Corpora: some language modeling questions

From: F. Peng (f3peng@logos.math.uwaterloo.ca)
Date: Mon Jul 30 2001 - 15:54:58 MET DST

Next message: James Cussens: "(no subject)"

Previous message: Ruslan Mitkov: "Corpora: RANLP 2001"
Next in thread: Daniel.Walker@lhsl.com: "Re: Corpora: some language modeling questions"
Reply: Daniel.Walker@lhsl.com: "Re: Corpora: some language modeling questions"
Messages sorted by: [ date ] [ thread ] [ subject ] [ author ]

I have some questions about language modeling. For the class-based n-gram
models (Brown et al. 1990), the probability of word w_k given its history
w_1_(k-1) is defined as

Pr(w_k|w_1_(k-1)) = Pr(w_k|c_k)Pr(c_k|c_1_(k-1))
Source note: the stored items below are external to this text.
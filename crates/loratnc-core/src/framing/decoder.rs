//! Streaming KISS decoder for the host byte stream.
//!
//! Consumes one byte at a time and emits complete messages. A frame only
//! opens when the byte immediately following FEND is CMD_DATA; any other
//! byte rejects the frame. The FEND that closes a frame is also treated as
//! the potential opener of the next one, so back-to-back frames may share
//! a single delimiter.

extern crate alloc;
use alloc::vec::Vec;

use crate::constants::MAX_MESSAGE_SIZE;
use crate::framing::kiss::{CMD_DATA, FEND, FESC, TFEND, TFESC};

#[derive(Debug, Clone, Copy, PartialEq, Eq)]
enum DecodeState {
    /// Waiting for an opening FEND.
    Idle,
    /// Saw FEND; the next byte decides whether a data frame opens.
    PendingCommand,
    /// Inside a data frame, accumulating payload bytes.
    InFrame,
    /// Saw FESC inside a frame; the next byte resolves the escape.
    Escaped,
}

/// Stateful decoder that turns a raw host byte stream into discrete messages.
///
/// Overflow policy: if a frame would exceed the configured ceiling, the
/// in-progress frame is discarded and the decoder resets to idle. Nothing is
/// surfaced upstream; the only signal is the missing message.
#[derive(Debug)]
pub struct KissDecoder {
    state: DecodeState,
    buf: Vec<u8>,
    max_len: usize,
}

impl KissDecoder {
    /// Create a decoder with the default message ceiling (`MAX_MESSAGE_SIZE`).
    pub fn new() -> Self {
        Self::with_capacity(MAX_MESSAGE_SIZE)
    }

    /// Create a decoder that accepts messages up to `max_len` bytes.
    pub fn with_capacity(max_len: usize) -> Self {
        Self {
            state: DecodeState::Idle,
            buf: Vec::with_capacity(max_len),
            max_len,
        }
    }

    /// Process one input byte, returning a complete message if this byte
    /// closed a non-empty frame.
    pub fn push(&mut self, byte: u8) -> Option<Vec<u8>> {
        match self.state {
            DecodeState::Idle => {
                if byte == FEND {
                    self.state = DecodeState::PendingCommand;
                }
                None
            }
            DecodeState::PendingCommand => {
                match byte {
                    CMD_DATA => {
                        self.buf.clear();
                        self.state = DecodeState::InFrame;
                    }
                    // Repeated delimiters between frames are idle noise; the
                    // latest FEND is still a potential opener.
                    FEND => {}
                    // Not a data frame; ignore everything up to the next FEND.
                    _ => self.state = DecodeState::Idle,
                }
                None
            }
            DecodeState::InFrame => match byte {
                FEND => {
                    // The closing delimiter may open the next frame.
                    self.state = DecodeState::PendingCommand;
                    if self.buf.is_empty() {
                        None
                    } else {
                        Some(core::mem::take(&mut self.buf))
                    }
                }
                FESC => {
                    self.state = DecodeState::Escaped;
                    None
                }
                _ => {
                    self.append(byte);
                    None
                }
            },
            DecodeState::Escaped => match byte {
                TFEND => {
                    self.append(FEND);
                    self.state = DecodeState::InFrame;
                    None
                }
                TFESC => {
                    self.append(FESC);
                    self.state = DecodeState::InFrame;
                    None
                }
                // Inherited quirk, preserved on purpose: an escape followed
                // by a non-transposed byte drops the escape and reprocesses
                // the byte under the in-frame rules. A literal FEND here
                // therefore closes the frame. Suspect, but it is what the
                // reference firmware does.
                _ => {
                    self.state = DecodeState::InFrame;
                    self.push(byte)
                }
            },
        }
    }

    /// Process a run of bytes, collecting every completed message.
    pub fn feed(&mut self, bytes: &[u8]) -> Vec<Vec<u8>> {
        let mut messages = Vec::new();
        for &byte in bytes {
            if let Some(msg) = self.push(byte) {
                messages.push(msg);
            }
        }
        messages
    }

    /// Whether the decoder is mid-frame (accumulating or escape-pending).
    pub fn in_frame(&self) -> bool {
        matches!(self.state, DecodeState::InFrame | DecodeState::Escaped)
    }

    /// Append a payload byte, enforcing the overflow policy.
    fn append(&mut self, byte: u8) {
        if self.buf.len() < self.max_len {
            self.buf.push(byte);
        } else {
            // Frame grew past the ceiling: drop it and start over.
            self.buf.clear();
            self.state = DecodeState::Idle;
        }
    }
}

impl Default for KissDecoder {
    fn default() -> Self {
        Self::new()
    }
}
//! Error types for the bridge orchestrator.

use loratnc_interfaces::InterfaceError;

/// Errors that can occur while setting up or running the bridge.
#[derive(Debug, thiserror::Error)]
pub enum BridgeError {
    #[error("configuration error: {0}")]
    Config(String),
    #[error("interface error: {0}")]
    Interface(#[from] InterfaceError),
}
where w_1_(k-1) is the history of work w_k: w_1...w_(k-1),
c_k is the class which word w_k is in,
c_1_(k-1) is the class history of word w_k: c_1...c_(k-1),

Under this definition, the sum of Pr(w_k|w_1_(k-1)) over all w_k
is not equal to 1, it's Pr(c_k|c_1_(k-1)). Isn't it?
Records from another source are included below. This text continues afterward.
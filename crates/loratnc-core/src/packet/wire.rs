//! Fragment header wire format parsing and serialization.
//!
//! Every on-air packet starts with a 3-byte header:
//! byte 0 = sequence (0-based), byte 1 = total fragment count,
//! byte 2 = this fragment's payload length. Payload bytes follow.

use crate::constants::{FRAGMENT_HEADER_SIZE, MAX_PAYLOAD_SIZE};
use crate::error::PacketError;

/// Parsed fragment header.
#[derive(Debug, Clone, Copy, PartialEq, Eq)]
pub struct FragmentHeader {
    /// 0-based position of this fragment within the message.
    pub sequence: u8,
    /// Total number of fragments in the message.
    pub total: u8,
    /// Number of payload bytes carried by this fragment.
    pub payload_len: u8,
}

impl FragmentHeader {
    /// Parse a header from raw packet bytes, returning it together with the
    /// payload slice it describes.
    ///
    /// The radio driver may hand back a buffer longer than the fragment
    /// actually is; trailing bytes beyond `payload_len` are ignored.
    pub fn parse(raw: &[u8]) -> Result<(Self, &[u8]), PacketError> {
        if raw.len() < FRAGMENT_HEADER_SIZE {
            return Err(PacketError::TooShort {
                min: FRAGMENT_HEADER_SIZE,
                actual: raw.len(),
            });
        }

        let header = FragmentHeader {
            sequence: raw[0],
            total: raw[1],
            payload_len: raw[2],
        };

        if header.total == 0 {
            return Err(PacketError::ZeroTotal);
        }
        if header.sequence >= header.total {
            return Err(PacketError::SequenceOutOfRange {
                sequence: header.sequence,
                total: header.total,
            });
        }
        if header.payload_len as usize > MAX_PAYLOAD_SIZE {
            return Err(PacketError::PayloadTooLong {
                len: header.payload_len,
                max: MAX_PAYLOAD_SIZE,
            });
        }

        let declared = header.payload_len as usize;
        let available = raw.len() - FRAGMENT_HEADER_SIZE;
        if available < declared {
            return Err(PacketError::Truncated {
                declared,
                actual: available,
            });
        }

        let payload = &raw[FRAGMENT_HEADER_SIZE..FRAGMENT_HEADER_SIZE + declared];
        Ok((header, payload))
    }

    /// Serialize the header to its 3-byte wire form.
    pub fn encode(&self) -> [u8; FRAGMENT_HEADER_SIZE] {
        [self.sequence, self.total, self.payload_len]
    }
}

#[cfg(test)]
mod tests {
    use super::*;

    #[test]
    fn parse_roundtrip() {
        let header = FragmentHeader {
            sequence: 2,
            total: 5,
            payload_len: 4,
        };
        let mut raw = header.encode().to_vec();
        raw.extend_from_slice(&[0xDE, 0xAD, 0xBE, 0xEF]);

        let (parsed, payload) = FragmentHeader::parse(&raw).unwrap();
        assert_eq!(parsed, header);
        assert_eq!(payload, [0xDE, 0xAD, 0xBE, 0xEF]);
    }

    #[test]
    fn trailing_driver_padding_is_ignored() {
        // A fixed 64-byte driver buffer with a 2-byte payload inside.
        let mut raw = [0u8; 64];
        raw[0] = 0;
        raw[1] = 1;
        raw[2] = 2;
        raw[3] = 0x41;
        raw[4] = 0x42;

        let (header, payload) = FragmentHeader::parse(&raw).unwrap();
        assert_eq!(header.payload_len, 2);
        assert_eq!(payload, b"AB");
    }

    #[test]
    fn rejects_short_packets() {
        assert!(matches!(
            FragmentHeader::parse(&[]),
            Err(PacketError::TooShort { .. })
        ));
        assert!(matches!(
            FragmentHeader::parse(&[0, 1]),
            Err(PacketError::TooShort { .. })
        ));
    }

    #[test]
    fn rejects_zero_total() {
        assert_eq!(
            FragmentHeader::parse(&[0, 0, 0]),
            Err(PacketError::ZeroTotal)
        );
    }

    #[test]
    fn rejects_sequence_at_or_past_total() {
        assert!(matches!(
            FragmentHeader::parse(&[3, 3, 0]),
            Err(PacketError::SequenceOutOfRange { .. })
        ));
        assert!(matches!(
            FragmentHeader::parse(&[7, 3, 0]),
            Err(PacketError::SequenceOutOfRange { .. })
        ));
    }

    #[test]
    fn rejects_oversized_payload_length() {
        assert!(matches!(
            FragmentHeader::parse(&[0, 1, 61]),
            Err(PacketError::PayloadTooLong { len: 61, .. })
        ));
    }

    #[test]
    fn rejects_truncated_payload() {
        // Header declares 5 payload bytes but only 2 are present.
        assert_eq!(
            FragmentHeader::parse(&[0, 1, 5, 0xAA, 0xBB]),
            Err(PacketError::Truncated {
                declared: 5,
                actual: 2
            })
        );
    }
}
Isn't it a necessary condition for a language model to satisfy the
condtion that \sum_w Pr(w|history) = 1?

Maybe it's not a question for you, but it puzzled me for a while. thanks
in advance for help.

Best regards

Fuchun

---------------------------------------------------------
Fuchun Peng
Computer Science Department, University of Waterloo
Waterloo, Ontario, Canada, N2L 3G1
1-519-888-4567 ext 3478
f3peng@ai.uwaterloo.ca
--------------------------------------------------------

Next message: James Cussens: "(no subject)"
Previous message: Ruslan Mitkov: "Corpora: RANLP 2001"
Next in thread: Daniel.Walker@lhsl.com: "Re: Corpora: some language modeling questions"
Reply: Daniel.Walker@lhsl.com: "Re: Corpora: some language modeling questions"
Messages sorted by: [ date ] [ thread ] [ subject ] [ author ]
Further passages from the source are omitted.